Namun terkadang, manusia memiliki kecenderungan ingin mendapat pengakuan dari manusia lainnya. Ia sibuk mempersolek diri, agar terlihat indah di mata orang lain. Padahal, hal tersebut tak sedikit pun diinginkan Tuhan. Sang Khalik hanya melihat iman dan taqwanya, sehingga sudah pastilah ketaqwaan dan keimanan kita pun tak perlu mendapat pengakuan dari manusia. Jika, kita mengharap ridhoNya, bukan hal lain.
Kekayaan intelektualitas serta tingkat spiritualitas, merupakan sesuatu yang dimiliki oleh orang. Menjadi identitas pada diri seseorang, yang tercermin dari sikap dan apa yang di ucap. Apabila ada keselarasan, maka akan terlihat tingkat spiritualitasnya, serta kita mampu menilai kelas intelektualitasnya. Salah satunya dari moralitasnya manusia tadi.
Kita semua tau, bahwa kehidupan dunia ini hanya sementara, akhirat adalah tujuan akhir. Walal akhiratu khairun laka minal ula, “Dan sesungguhnya akhir itu lebih baik bagimu dari permulaan”. Yang bermakna, kehidupan akhirat lebih baik dari kehidupan dunia. Namun kita terkadang sibuk meributkan proses, hingga lupa akan tujuan.
Sehingga kita tak sampai-sampai pada tujuan, karena menyibukan mempersolek diri, meributkan proses. Padahal kadang tujuan kita sama. Maka, ketika kita terlalu sibuk dengan dua hal tadi, lalu apa yang kita ributkan hingga keruh? Lantas kita butuh apa? Diakui manusia atau pengakuan dari Tuhan atas kelakuan kita? Hal sederhana yang kadang membuat kita terlena atas apa yang melenakan, yang disebut dunia.
Padahal dunia ini kecil, seluruhnya dan isinya saja masih kalah dengan dua raka'at sebelum (salat) Subuh. Tapi kita masih sering mempertentangkan urusan dunia yang orientasinya hanya keduniawian. Diakui oleh manusia hanyalah perhiasan, yang namanya perhiasan kadang gemerlapnya akan redup pada waktunya.

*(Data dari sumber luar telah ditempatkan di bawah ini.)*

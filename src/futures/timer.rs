//! Sleeping.
//!
//! # Example
//! Let's put a task to sleep for 20 milliseconds.
//! ```
//! use coloop::EventLoop;
//! use std::time::{Duration, Instant};
//!
//! let lp = EventLoop::new();
//! let lp2 = lp.clone();
//! lp.block_on(async move {
//!     let now = Instant::now();
//!
//!     lp2.wait(Duration::from_millis(20)).await;
//!
//!     assert!(now.elapsed() >= Duration::from_millis(20));
//! })
//! .unwrap();
//! ```
use std::{
    future::Future,
    pin::Pin,
    task::{Context, Poll},
    time::Duration,
};

use crate::{task::EventLoop, timer::TimerHandle};

/// Future returned by [EventLoop::wait].
#[must_use = "futures do nothing unless you `.await` or poll them"]
pub struct Wait {
    lp: EventLoop,
    delay: Duration,
    timer: Option<TimerHandle>,
}

impl EventLoop {
    /// Suspend the current task for `delay`.
    ///
    /// The task is suspended for *at least* `delay`; it could sleep for
    /// longer. A zero delay still yields to the loop once.
    pub fn wait(&self, delay: Duration) -> Wait {
        Wait {
            lp: self.clone(),
            delay,
            timer: None,
        }
    }
}

impl Future for Wait {
    type Output = ();

    fn poll(mut self: Pin<&mut Self>, cx: &mut Context<'_>) -> Poll<Self::Output> {
        let inner = self.lp.inner.clone();

        match self.timer {
            Some(handle) if !inner.timers.borrow().is_armed(handle) => {
                self.timer = None;
                Poll::Ready(())
            }
            Some(_) => Poll::Pending,
            None => {
                let handle = inner.timers.borrow_mut().schedule(
                    cx.waker().clone(),
                    Some(self.delay),
                    inner.clock.now(),
                );
                self.timer = Some(handle);
                Poll::Pending
            }
        }
    }
}

impl Drop for Wait {
    fn drop(&mut self) {
        if let Some(handle) = self.timer.take() {
            self.lp.inner.timers.borrow_mut().cancel(handle);
        }
    }
}

#[cfg(test)]
mod tests {
    use std::{
        cell::RefCell,
        future::Future,
        rc::Rc,
        time::{Duration, Instant},
    };

    use anyhow::Result;

    use crate::task::EventLoop;

    #[test]
    fn sleep_simple() -> Result<()> {
        let lp = EventLoop::new();
        let lp2 = lp.clone();
        let before = Instant::now();

        lp.block_on(async move {
            lp2.wait(Duration::from_millis(100)).await;
        })?;

        assert!(before.elapsed() >= Duration::from_millis(100));

        Ok(())
    }

    #[test]
    fn sleep_multiple_tasks() -> Result<()> {
        let lp = EventLoop::new();
        let before = Instant::now();

        let sleeper = |ms| {
            let lp2 = lp.clone();
            lp.spawn(async move {
                lp2.wait(Duration::from_millis(ms)).await;
                Ok(before.elapsed())
            })
        };

        let t1 = sleeper(100);
        let t2 = sleeper(100);
        let t3 = sleeper(200);

        lp.run()?;

        let (e1, e2, e3) = (t1.join()?, t2.join()?, t3.join()?);
        assert!(e1 >= Duration::from_millis(100) && e1 < Duration::from_millis(190));
        assert!(e2 >= Duration::from_millis(100) && e2 < Duration::from_millis(190));
        assert!(e3 >= Duration::from_millis(200));
        assert!(before.elapsed() < Duration::from_millis(350));

        Ok(())
    }

    #[test]
    fn equal_delays_resume_in_spawn_order() -> Result<()> {
        let lp = EventLoop::new();
        let order = Rc::new(RefCell::new(Vec::new()));

        for (name, delay) in [("a", 0.0), ("b", 0.0), ("c", 0.0001)] {
            let lp2 = lp.clone();
            let order = order.clone();
            lp.spawn(async move {
                lp2.wait(Duration::from_secs_f64(delay)).await;
                order.borrow_mut().push(name);
                Ok(())
            });
        }

        lp.run()?;
        assert_eq!(*order.borrow(), vec!["a", "b", "c"]);

        Ok(())
    }

    #[test]
    fn distinct_delays_resume_in_ascending_order() -> Result<()> {
        let lp = EventLoop::new();
        let order = Rc::new(RefCell::new(Vec::new()));

        for ms in [30, 10, 20] {
            let lp2 = lp.clone();
            let order = order.clone();
            lp.spawn(async move {
                lp2.wait(Duration::from_millis(ms)).await;
                order.borrow_mut().push(ms);
                Ok(())
            });
        }

        lp.run()?;
        assert_eq!(*order.borrow(), vec![10, 20, 30]);

        Ok(())
    }

    #[test]
    fn longest_wait_does_not_overflow() -> Result<()> {
        let lp = EventLoop::new();
        let lp2 = lp.clone();

        let sleeper = lp.spawn(async move {
            lp2.wait(Duration::MAX).await;
            Ok(1)
        });

        let r = sleeper
            .result()
            .within(Duration::from_millis(1))
            .timeout_result(Ok(0))
            .join()?;
        assert_eq!(r, 0);
        assert!(!sleeper.is_concluded());

        lp.stop();

        Ok(())
    }

    #[test]
    fn dropped_wait_disarms_its_timer() -> Result<()> {
        let lp = EventLoop::new();
        let lp2 = lp.clone();

        lp.block_on(async move {
            let w = lp2.wait(Duration::from_secs(3600));
            let mut w = Box::pin(w);
            // Poll once to arm the timer, then drop it.
            std::future::poll_fn(|cx| {
                let _ = w.as_mut().poll(cx);
                std::task::Poll::Ready(())
            })
            .await;
            assert_eq!(lp2.inner.timers.borrow().len(), 1);
            drop(w);
            assert_eq!(lp2.inner.timers.borrow().len(), 0);
        })?;

        Ok(())
    }
}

Namun, kita tak pedulikan, hanya demi sesuap makan atau hanya sekadar pujian.
Maka hal tertinggi yang harus kita kejar adalah keanggunan akhlak, serta ilmu yang dapat jadi penolong saat datang sebuah tantangan. Tantangan, bukan halangan, sehingga kita termotivasi untuk mengatasinya, bukan berfikir untuk menghindarinya. Dari ilmu dan akhlak yang baik, serta dipergunakan untuk hal-hal kebaikan akan membawa kita kepada pengakuan Tuhan sebagai hamba yang budiman.
Selain itu, dengan sendirinya akan membuat manusia mengakui kita sebagai manusia (yang baik) ketika kita mampu memanusiakan manusia. Tentunya dengan ilmu dan kebaikan adab sosial kita. Sehingga dari manusia kita diakui, serta pengakuan oleh Tuhan sebagai hamba akan didapatkan.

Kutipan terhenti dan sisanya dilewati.